>>>>

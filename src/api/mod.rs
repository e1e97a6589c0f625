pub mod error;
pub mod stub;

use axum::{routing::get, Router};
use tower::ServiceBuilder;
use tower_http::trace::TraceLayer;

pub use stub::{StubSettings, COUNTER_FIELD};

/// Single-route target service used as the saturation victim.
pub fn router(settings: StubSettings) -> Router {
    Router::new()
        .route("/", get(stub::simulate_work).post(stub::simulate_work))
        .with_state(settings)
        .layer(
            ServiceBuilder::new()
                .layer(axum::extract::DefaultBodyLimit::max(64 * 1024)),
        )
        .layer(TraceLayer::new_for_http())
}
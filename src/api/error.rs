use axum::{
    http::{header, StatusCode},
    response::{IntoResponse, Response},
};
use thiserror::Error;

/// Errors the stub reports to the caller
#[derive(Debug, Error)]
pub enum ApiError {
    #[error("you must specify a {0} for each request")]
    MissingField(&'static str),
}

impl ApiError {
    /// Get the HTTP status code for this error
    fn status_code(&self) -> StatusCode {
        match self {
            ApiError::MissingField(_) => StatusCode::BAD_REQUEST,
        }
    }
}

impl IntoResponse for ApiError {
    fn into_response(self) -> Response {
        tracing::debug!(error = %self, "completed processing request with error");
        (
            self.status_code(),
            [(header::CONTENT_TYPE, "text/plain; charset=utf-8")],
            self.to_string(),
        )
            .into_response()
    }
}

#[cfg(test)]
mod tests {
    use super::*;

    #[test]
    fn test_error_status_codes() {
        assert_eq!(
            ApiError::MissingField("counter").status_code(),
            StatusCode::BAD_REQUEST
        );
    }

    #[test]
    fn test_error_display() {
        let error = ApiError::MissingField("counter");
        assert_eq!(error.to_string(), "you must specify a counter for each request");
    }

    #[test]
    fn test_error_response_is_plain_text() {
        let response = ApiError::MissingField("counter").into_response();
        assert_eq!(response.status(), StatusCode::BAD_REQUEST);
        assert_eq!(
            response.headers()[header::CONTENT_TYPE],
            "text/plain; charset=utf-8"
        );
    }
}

<<<<

WHAT YOU NEED TO DO
Word for word, repeat the line holding "use super::*;" and all lines after it through the end of the entries above.

ANSWER TO THE EXERCISE
    use super::*;

    #[test]
    fn test_error_status_codes() {
        assert_eq!(
            ApiError::MissingField("counter").status_code(),
            StatusCode::BAD_REQUEST
        );
    }

    #[test]
    fn test_error_display() {
        let error = ApiError::MissingField("counter");
        assert_eq!(error.to_string(), "you must specify a counter for each request");
    }

    #[test]
    fn test_error_response_is_plain_text() {
        let response = ApiError::MissingField("counter").into_response();
        assert_eq!(response.status(), StatusCode::BAD_REQUEST);
        assert_eq!(
            response.headers()[header::CONTENT_TYPE],
            "text/plain; charset=utf-8"
        );
    }
}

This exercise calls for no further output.